Les sourds-muets m’ont paru fort attentifs à leur besogne et bien à leur affaire quand ils rabotent une planche ou battent une semelle. Ils font tout par imitation ; on travaille devant eux, ils essaient de reproduire ce qu’ils ont vu, et parfois y parviennent adroitement. A l’atelier de lithographie, on obtient de bons résultats ; on écrit, on dessine avec pureté et précision, on imprime avec soin. J’y ai vu des estampes à la chromolithographie qui avaient nécessité l’emploi de plus de douze pierres différentes et qui étaient bien réussies. L’atelier de reliure aurait fait sourire Bauzonnet et Capé ; mais les ouvriers ne sont point responsables de la qualité défectueuse des cartons employés. J’ai remarqué que l’assemblage était soigné, que la couture était solide, que le laminage ne causait point de maculatures.

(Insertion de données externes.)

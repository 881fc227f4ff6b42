use crate::algorithm::{dense::DenseDijkstra, dijkstra::Dijkstra, ShortestPathAlgorithm};
use crate::graph::{directed::DirectedGraph, MutableGraph};
use crate::Error;
use libc::c_int;
use ordered_float::OrderedFloat;

pub const DSSSP_OK: c_int = 0;
pub const DSSSP_OUT_OF_RANGE: c_int = -1;
pub const DSSSP_INVALID_WEIGHT: c_int = -2;
pub const DSSSP_NULL_HANDLE: c_int = -3;
pub const DSSSP_BUFFER_TOO_SMALL: c_int = -4;
pub const DSSSP_INTERNAL: c_int = -5;

#[repr(C)]
pub struct FfiGraph {
    graph: DirectedGraph<OrderedFloat<f64>>,
}

fn status(error: &Error) -> c_int {
    match error {
        Error::OutOfRange { .. } => DSSSP_OUT_OF_RANGE,
        Error::InvalidWeight { .. } => DSSSP_INVALID_WEIGHT,
        Error::InvalidArgument(_) | Error::InvariantViolation(_) => DSSSP_INTERNAL,
    }
}

/// Creates a graph with `vertices` vertices; returns null if it cannot be allocated.
#[no_mangle]
pub extern "C" fn dsssp_graph_new(vertices: usize) -> *mut FfiGraph {
    match DirectedGraph::new(vertices) {
        Ok(graph) => Box::into_raw(Box::new(FfiGraph { graph })),
        Err(_) => std::ptr::null_mut(),
    }
}

#[no_mangle]
pub extern "C" fn dsssp_graph_add_edge(g: *mut FfiGraph, from: usize, to: usize, weight: f64) -> c_int {
    let Some(g) = (unsafe { g.as_mut() }) else {
        return DSSSP_NULL_HANDLE;
    };
    match g.graph.add_edge(from, to, OrderedFloat(weight)) {
        Ok(()) => DSSSP_OK,
        Err(e) => status(&e),
    }
}

#[no_mangle]
pub extern "C" fn dsssp_graph_add_undirected_edge(g: *mut FfiGraph, u: usize, v: usize, weight: f64) -> c_int {
    let Some(g) = (unsafe { g.as_mut() }) else {
        return DSSSP_NULL_HANDLE;
    };
    match g.graph.add_undirected_edge(u, v, OrderedFloat(weight)) {
        Ok(()) => DSSSP_OK,
        Err(e) => status(&e),
    }
}

#[no_mangle]
pub extern "C" fn dsssp_graph_free(g: *mut FfiGraph) {
    if !g.is_null() {
        unsafe {
            drop(Box::from_raw(g));
        }
    }
}

/// Distances (`INFINITY` when unreachable) and predecessors (`SIZE_MAX` when none)
#[repr(C)]
pub struct FfiResult {
    pub distances: *mut f64,
    pub predecessors: *mut usize,
    pub len: usize,
}

#[no_mangle]
pub extern "C" fn dsssp_result_free(res: *mut FfiResult) {
    if !res.is_null() {
        unsafe {
            if !(*res).distances.is_null() {
                drop(Vec::from_raw_parts((*res).distances, (*res).len, (*res).len));
            }
            if !(*res).predecessors.is_null() {
                drop(Vec::from_raw_parts((*res).predecessors, (*res).len, (*res).len));
            }
            drop(Box::from_raw(res));
        }
    }
}

/// Computes shortest paths from `source`; `dense != 0` selects the O(V^2) variant.
/// Returns null on a null graph or an out-of-range source.
#[no_mangle]
pub extern "C" fn dsssp_compute(g: *const FfiGraph, source: usize, dense: c_int) -> *mut FfiResult {
    let Some(g) = (unsafe { g.as_ref() }) else {
        return std::ptr::null_mut();
    };
    let result = if dense != 0 {
        DenseDijkstra::new().compute_shortest_paths(&g.graph, source)
    } else {
        Dijkstra::new().compute_shortest_paths(&g.graph, source)
    };

    match result {
        Ok(result) => {
            let len = result.distances.len();
            // Exact-capacity boxed slices so from_raw_parts(len, len) is sound.
            let dist_vec: Box<[f64]> = result
                .distances
                .into_iter()
                .map(|o| o.map(|d| d.0).unwrap_or(f64::INFINITY))
                .collect();
            let pred_vec: Box<[usize]> = result
                .predecessors
                .into_iter()
                .map(|p| p.unwrap_or(usize::MAX))
                .collect();
            Box::into_raw(Box::new(FfiResult {
                distances: Box::into_raw(dist_vec) as *mut f64,
                predecessors: Box::into_raw(pred_vec) as *mut usize,
                len,
            }))
        }
        Err(_) => std::ptr::null_mut(),
    }
}

/// Writes the shortest path `source -> destination` into `out` (capacity `out_len`).
///
/// Returns the number of vertices written, 0 if there is no path, or a
/// negative status code.
#[no_mangle]
pub extern "C" fn dsssp_find_path(
    g: *const FfiGraph,
    source: usize,
    destination: usize,
    out: *mut usize,
    out_len: usize,
) -> isize {
    let Some(g) = (unsafe { g.as_ref() }) else {
        return DSSSP_NULL_HANDLE as isize;
    };
    match crate::find_path(&g.graph, source, destination) {
        Ok(None) => 0,
        Ok(Some(path)) => {
            if out.is_null() || out_len < path.vertices.len() {
                return DSSSP_BUFFER_TOO_SMALL as isize;
            }
            let out = unsafe { std::slice::from_raw_parts_mut(out, path.vertices.len()) };
            out.copy_from_slice(&path.vertices);
            path.vertices.len() as isize
        }
        Err(e) => status(&e) as isize,
    }
}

Les sculpteurs sur bois sont habiles : ils copient bien et savent dérouler gracieusement une branche de laurier sur la baguette d’un cadre ; les cordonniers fabriquent des chaussures où il m’a semblé qu’il y avait plus de clous que de cuir ; ce n’est certainement pas parmi eux que ce bottier fameux qui faisait des souliers pour aller en voiture et non pas pour marcher aurait été chercher des ouvriers.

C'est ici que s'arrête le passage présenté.